Plaintiff’s counsel “I don’t have the power to give a continuance.” Plaintiff’s counsel then

asked: “If we nonsuit it, can we have an agreement, is there such a thing as a fast track?” The

judge stated he could not order it and that it would be up to the defense. Plaintiff’s counsel asked

defense counsel if he would agree to fast track the case because Plaintiff’s counsel was unable to

present his expert witness in the way he wanted (stating he could not present the witness “in a

timely manner”). Plaintiff’s counsel stated “[t]hat judgment has already been made” in an

apparent reference to the decision not to proceed with the trial that day.
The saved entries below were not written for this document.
//! Question Query Service.
//!
//! Every operation borrows the connection it runs on; nothing here holds state
//! between calls. Reads order by id so pages stay stable, and an empty page is
//! reported as [`ApiError::NotFound`] rather than as an empty success.

use std::collections::HashSet;

use diesel::prelude::*;
use diesel::sql_types::{Integer, Text};
use diesel::sqlite::{Sqlite, SqliteConnection};
use log::{debug, info, warn};
use rand::Rng;

use crate::error::ApiError;
use crate::models::{Category, CategoryMap, NewQuestion, Question, QuestionPage};
use crate::schema::{categories, questions};

pub const QUESTIONS_PER_PAGE: i64 = 10;

diesel::define_sql_function! {
    /// 1-based position of `needle` in `haystack`, 0 when absent. Case-sensitive.
    fn instr(haystack: Text, needle: Text) -> Integer;
}

/// Which questions a read operation works over, before pagination.
#[derive(Debug, Clone, PartialEq, Eq)]
enum WorkingSet {
    All,
    InCategory(i32),
    Containing(String),
}

impl WorkingSet {
    fn query(&self) -> questions::BoxedQuery<'static, Sqlite> {
        let query = questions::table.into_boxed();
        match self {
            WorkingSet::All => query,
            WorkingSet::InCategory(id) => query.filter(questions::category.eq(*id)),
            WorkingSet::Containing(term) => {
                query.filter(instr(questions::question, term.clone()).gt(0))
            }
        }
    }
}

/// Row offset of the first question on a 1-indexed page, `None` for pages before the first.
pub fn page_offset(page: i64) -> Option<i64> {
    if page < 1 {
        return None;
    }
    (page - 1).checked_mul(QUESTIONS_PER_PAGE)
}

/// All categories, id to label.
pub fn categories(conn: &mut SqliteConnection) -> QueryResult<CategoryMap> {
    let rows: Vec<Category> = categories::table
        .order(categories::id.asc())
        .select(Category::as_select())
        .load(conn)?;
    Ok(rows.into_iter().map(|c| (c.id, c.kind)).collect())
}

fn find_category(conn: &mut SqliteConnection, id: i32) -> QueryResult<Option<Category>> {
    categories::table
        .find(id)
        .select(Category::as_select())
        .first(conn)
        .optional()
}

fn page_of(
    conn: &mut SqliteConnection,
    working_set: WorkingSet,
    page: i64,
    current_category: Option<Category>,
) -> Result<QuestionPage, ApiError> {
    let offset = page_offset(page).ok_or(ApiError::NotFound)?;

    let total: i64 = working_set.query().count().get_result(conn)?;
    let questions: Vec<Question> = working_set
        .query()
        .order(questions::id.asc())
        .limit(QUESTIONS_PER_PAGE)
        .offset(offset)
        .select(Question::as_select())
        .load(conn)?;

    if questions.is_empty() {
        debug!("Page {} of {:?} is empty", page, working_set);
        return Err(ApiError::NotFound);
    }

    Ok(QuestionPage {
        success: true,
        questions,
        total_questions: total as usize,
        categories: categories(conn)?,
        current_category,
    })
}

/// One page of questions, optionally restricted to a category.
pub fn list(
    conn: &mut SqliteConnection,
    category_id: Option<i32>,
    page: i64,
) -> Result<QuestionPage, ApiError> {
    match category_id {
        None => page_of(conn, WorkingSet::All, page, None),
        Some(id) => {
            let category = find_category(conn, id)?.ok_or_else(|| {
                debug!("No category with id {}", id);
                ApiError::NotFound
            })?;
            page_of(conn, WorkingSet::InCategory(id), page, Some(category))
        }
    }
}

/// First page of the questions whose text contains `term`, matching case.
pub fn search(conn: &mut SqliteConnection, term: &str) -> Result<QuestionPage, ApiError> {
    page_of(conn, WorkingSet::Containing(term.to_owned()), 1, None)
}

/// Stores a new question and answers with the first unfiltered page.
pub fn create(conn: &mut SqliteConnection, question: &NewQuestion) -> Result<QuestionPage, ApiError> {
    conn.transaction(|conn| {
        diesel::insert_into(questions::table)
            .values(question)
            .execute(conn)
    })
    .map_err(|e| ApiError::from(e).into_bad_request())?;
    info!("Created question {:?}", question.question);

    list(conn, None, 1)
}

pub fn delete(conn: &mut SqliteConnection, question_id: i32) -> Result<(), ApiError> {
    conn.transaction(|conn| {
        let removed = diesel::delete(questions::table.find(question_id)).execute(conn)?;
        if removed == 0 {
            warn!("Refusing to delete missing question {}", question_id);
            return Err(ApiError::BadRequest);
        }
        Ok(())
    })
    .map_err(ApiError::into_bad_request)?;
    info!("Deleted question {}", question_id);
    Ok(())
}

/// Draws a question the player has not seen yet. `None` means the quiz is over.
///
/// A category id that does not name a stored category (0 included) plays
/// across all categories.
pub fn select_quiz_question<R: Rng + ?Sized>(
    conn: &mut SqliteConnection,
    category_id: Option<i32>,
    previous_questions: &[i32],
    rng: &mut R,
) -> Result<Option<Question>, ApiError> {
    let category = match category_id {
        Some(id) => find_category(conn, id)?,
        None => None,
    };
    let working_set = match category {
        Some(category) => WorkingSet::InCategory(category.id),
        None => WorkingSet::All,
    };

    let mut candidates: Vec<Question> = working_set
        .query()
        .order(questions::id.asc())
        .select(Question::as_select())
        .load(conn)?;
    // Filtered here: one bind per asked id would hit SQLite's variable limit.
    let asked: HashSet<i32> = previous_questions.iter().copied().collect();
    candidates.retain(|q| !asked.contains(&q.id));

    if candidates.is_empty() {
        debug!("No questions left in {:?}", working_set);
        return Ok(None);
    }
    let index = rng.gen_range(0..candidates.len());
    Ok(Some(candidates.swap_remove(index)))
}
Plaintiff’s counsel stated

he was asking the defense to agree to a fast track because he was seeking to “cut the delay as

short as possible with a nonsuit.”

¶8 Defense counsel responded as follows:

“And I guess—I don’t know what the term fast track means

or what it entails, so I mean if the idea is that you guys are going to

go refile next week and we’re going to go in and ask for an early

trial date as soon as the court will accommodate us based on

everybody’s schedule with the witnesses, I’m good with that.”

¶9 Plaintiff’s counsel stated, “That’s all we can do.” After clarifying that any new trial date

would depend on their respective schedules, defense counsel later said he had no problem with

trying “to get it back going as soon as we can.” Plaintiff’s counsel then said: “Well then, with

that being the case, I will make a record that we will do a nonsuit.”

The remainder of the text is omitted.